As the filter splits single producer requests into separate records, it’s possible that delivery of only some of these records fails. In that case, the response returned to upstream client is a failure, however it is possible some of the records have been appended in the target cluster.
Because of the splitting mentioned above, records are not necessarily appended one after another (as they do not get sent as single request to upstream). Users that want to avoid this scenario might want to take a look into downstream producer configs: ‘linger.ms’ and ‘batch.size’.
Consumer proxy
Currently the consumer proxy supports only stateful proxying - Envoy uses upstream-pointing librdkafka consumers to receive the records, and does that only when more data is requested.

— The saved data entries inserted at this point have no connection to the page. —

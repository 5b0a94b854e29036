//! Connection-manager discovery for the protocol client
//!
//! Queries the public directory endpoint for candidate servers, ranks
//! them by measured connect latency and filters out endpoints that
//! recently failed.

pub mod blacklist;
pub mod directory;
pub mod error;
pub mod lookup;
pub mod ranking;

pub use blacklist::Blacklist;
pub use directory::{DirectoryConfig, ServerDirectory, ServerRecord};
pub use error::{Error, Result};
pub use lookup::{DirectoryLookup, WebDirectoryLookup};
//! Key-values parsing for product-info and stats-schema buffers
//!
//! Product-info responses carry two flavors of the same tree format:
//! packages use the binary encoding, apps use the text encoding with a
//! trailing NUL. Both parse into [`KeyValues`].

use std::str;

use crate::error::{Error, Result};

/// One node of a key-values tree
#[derive(Debug, Clone, PartialEq)]
pub enum KeyValues {
    /// Ordered child entries; duplicate keys are preserved
    Table(Vec<(String, KeyValues)>),
    String(String),
    Int(i64),
}

impl KeyValues {
    /// Looks up a direct child by key, ASCII case-insensitive.
    pub fn get(&self, key: &str) -> Option<&KeyValues> {
        match self {
            Self::Table(entries) => entries
                .iter()
                .find(|(k, _)| k.eq_ignore_ascii_case(key))
                .map(|(_, v)| v),
            _ => None,
        }
    }

    /// Walks a chain of child keys.
    pub fn get_path(&self, path: &[&str]) -> Option<&KeyValues> {
        path.iter().try_fold(self, |node, key| node.get(key))
    }

    /// Child entries of a table node, empty for leaves.
    pub fn entries(&self) -> &[(String, KeyValues)] {
        match self {
            Self::Table(entries) => entries,
            _ => &[],
        }
    }

    pub fn as_str(&self) -> Option<&str> {
        match self {
            Self::String(s) => Some(s),
            _ => None,
        }
    }

    pub fn as_int(&self) -> Option<i64> {
        match self {
            Self::Int(n) => Some(*n),
            Self::String(s) => s.parse().ok(),
            _ => None,
        }
    }
}

const BIN_NODE: u8 = 0x00;
const BIN_STRING: u8 = 0x01;
const BIN_INT32: u8 = 0x02;
const BIN_UINT64: u8 = 0x07;
const BIN_END: u8 = 0x08;

/// Parses the binary key-values encoding.
pub fn parse_binary(input: &[u8]) -> Result<KeyValues> {
    let mut cursor = Cursor { buf: input, pos: 0 };
    let root = parse_binary_table(&mut cursor, true)?;
    Ok(root)
}

struct Cursor<'a> {
    buf: &'a [u8],
    pos: usize,
}

impl Cursor<'_> {
    fn byte(&mut self) -> Result<u8> {
        let b = *self
            .buf
            .get(self.pos)
            .ok_or_else(|| Error::KeyValues("unexpected end of binary buffer".to_string()))?;
        self.pos += 1;
        Ok(b)
    }

    fn cstring(&mut self) -> Result<String> {
        let start = self.pos;
        while self.byte()? != 0 {}
        let raw = &self.buf[start..self.pos - 1];
        Ok(String::from_utf8_lossy(raw).into_owned())
    }

    fn take(&mut self, n: usize) -> Result<&[u8]> {
        let end = self
            .pos
            .checked_add(n)
            .filter(|&end| end <= self.buf.len())
            .ok_or_else(|| Error::KeyValues("unexpected end of binary buffer".to_string()))?;
        let slice = &self.buf[self.pos..end];
        self.pos = end;
        Ok(slice)
    }

    fn at_end(&self) -> bool {
        self.pos >= self.buf.len()
    }
}

fn parse_binary_table(cursor: &mut Cursor<'_>, root: bool) -> Result<KeyValues> {
    let mut entries = Vec::new();
    loop {
        if root && cursor.at_end() {
            break;
        }
        let field_type = cursor.byte()?;
        if field_type == BIN_END {
            break;
        }
        let key = cursor.cstring()?;
        let value = match field_type {
            BIN_NODE => parse_binary_table(cursor, false)?,
            BIN_STRING => KeyValues::String(cursor.cstring()?),
            BIN_INT32 => {
                let raw: [u8; 4] = cursor.take(4)?.try_into().unwrap_or_default();
                KeyValues::Int(i64::from(i32::from_le_bytes(raw)))
            }
            BIN_UINT64 => {
                let raw: [u8; 8] = cursor.take(8)?.try_into().unwrap_or_default();
                KeyValues::Int(u64::from_le_bytes(raw) as i64)
            }
            other => {
                return Err(Error::KeyValues(format!(
                    "unsupported binary field type {other:#x} for key {key:?}"
                )));
            }
        };
        entries.push((key, value));
    }
    Ok(KeyValues::Table(entries))
}

/// Parses the text key-values encoding.
pub fn parse_text(input: &str) -> Result<KeyValues> {
    let mut tokens = Tokenizer { rest: input };
    let mut entries = Vec::new();
    while let Some(token) = tokens.next_token()? {
        match token {
            Token::Value(key) => {
                let value = parse_text_value(&mut tokens, &key)?;
                entries.push((key, value));
            }
            Token::Open | Token::Close => {
                return Err(Error::KeyValues("brace without preceding key".to_string()));
            }
        }
    }
    Ok(KeyValues::Table(entries))
}

fn parse_text_value(tokens: &mut Tokenizer<'_>, key: &str) -> Result<KeyValues> {
    match tokens.next_token()? {
        Some(Token::Value(value)) => Ok(KeyValues::String(value)),
        Some(Token::Open) => {
            let mut entries = Vec::new();
            loop {
                match tokens.next_token()? {
                    Some(Token::Close) => break,
                    Some(Token::Value(child_key)) => {
                        let value = parse_text_value(tokens, &child_key)?;
                        entries.push((child_key, value));
                    }
                    Some(Token::Open) => {
                        return Err(Error::KeyValues(
                            "brace without preceding key".to_string(),
                        ));
                    }
                    None => {
                        return Err(Error::KeyValues(format!(
                            "unterminated table for key {key:?}"
                        )));
                    }
                }
            }
            Ok(KeyValues::Table(entries))
        }
        _ => Err(Error::KeyValues(format!("missing value for key {key:?}"))),
    }
}

enum Token {
    Value(String),
    Open,
    Close,
}

struct Tokenizer<'a> {
    rest: &'a str,
}

impl Tokenizer<'_> {
    fn next_token(&mut self) -> Result<Option<Token>> {
        loop {
            self.rest = self.rest.trim_start();
            if let Some(stripped) = self.rest.strip_prefix("//") {
                self.rest = stripped
                    .split_once('\n')
                    .map_or("", |(_, after)| after);
                continue;
            }
            break;
        }
        let mut chars = self.rest.char_indices();
        let Some((_, first)) = chars.next() else {
            return Ok(None);
        };
        match first {
            '{' => {
                self.rest = &self.rest[1..];
                Ok(Some(Token::Open))
            }
            '}' => {
                self.rest = &self.rest[1..];
                Ok(Some(Token::Close))
            }
            '"' => {
                let mut value = String::new();
                let mut escaped = false;
                for (idx, ch) in chars {
                    if escaped {
                        value.push(match ch {
                            'n' => '\n',
                            't' => '\t',
                            other => other,
                        });
                        escaped = false;
                    } else if ch == '\\' {
                        escaped = true;
                    } else if ch == '"' {
                        self.rest = &self.rest[idx + 1..];
                        return Ok(Some(Token::Value(value)));
                    } else {
                        value.push(ch);
                    }
                }
                Err(Error::KeyValues("unterminated quoted string".to_string()))
            }
            _ => {
                let end = self
                    .rest
                    .find(|c: char| c.is_whitespace() || c == '{' || c == '}')
                    .unwrap_or(self.rest.len());
                let value = self.rest[..end].to_string();
                self.rest = &self.rest[end..];
                Ok(Some(Token::Value(value)))
            }
        }
    }
}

Users might want to take a look consumers’ config property group.id to manage the consumers’ offset committing behaviour (what is meaningful across Envoy restarts).
When requesting consumer position, the response always contains offset = 0 (see list_offsets.cc).
Record offset information is provided, but record batch offset delta is not - it has been observed that the Apache Kafka Java client is not going to update its position despite receiving records (see fetch_record_converter.cc).
The Fetch response is sent downstream if it has collected at least 3 records (see fetch.cc). The data about requested bytes etc. in the request is ignored by the current implementation.
The Fetch response is sent after it is considered to be fulfilled (see above) or the hardcoded timeout of 5 seconds passes (see fetch.cc). Timeout specified by request is ignored.
The consumers are going to poll records from topics as long as there are incoming requests for these topics, without considering partitions. Users are encouraged to make sure all partitions are being consumed from to avoid a situation when e.g. we are only fetching records from partition 0, but the proxy receives records for partition 0 (which are sent downstream) and partition 1 (which are kept in memory until someone shows interest in them).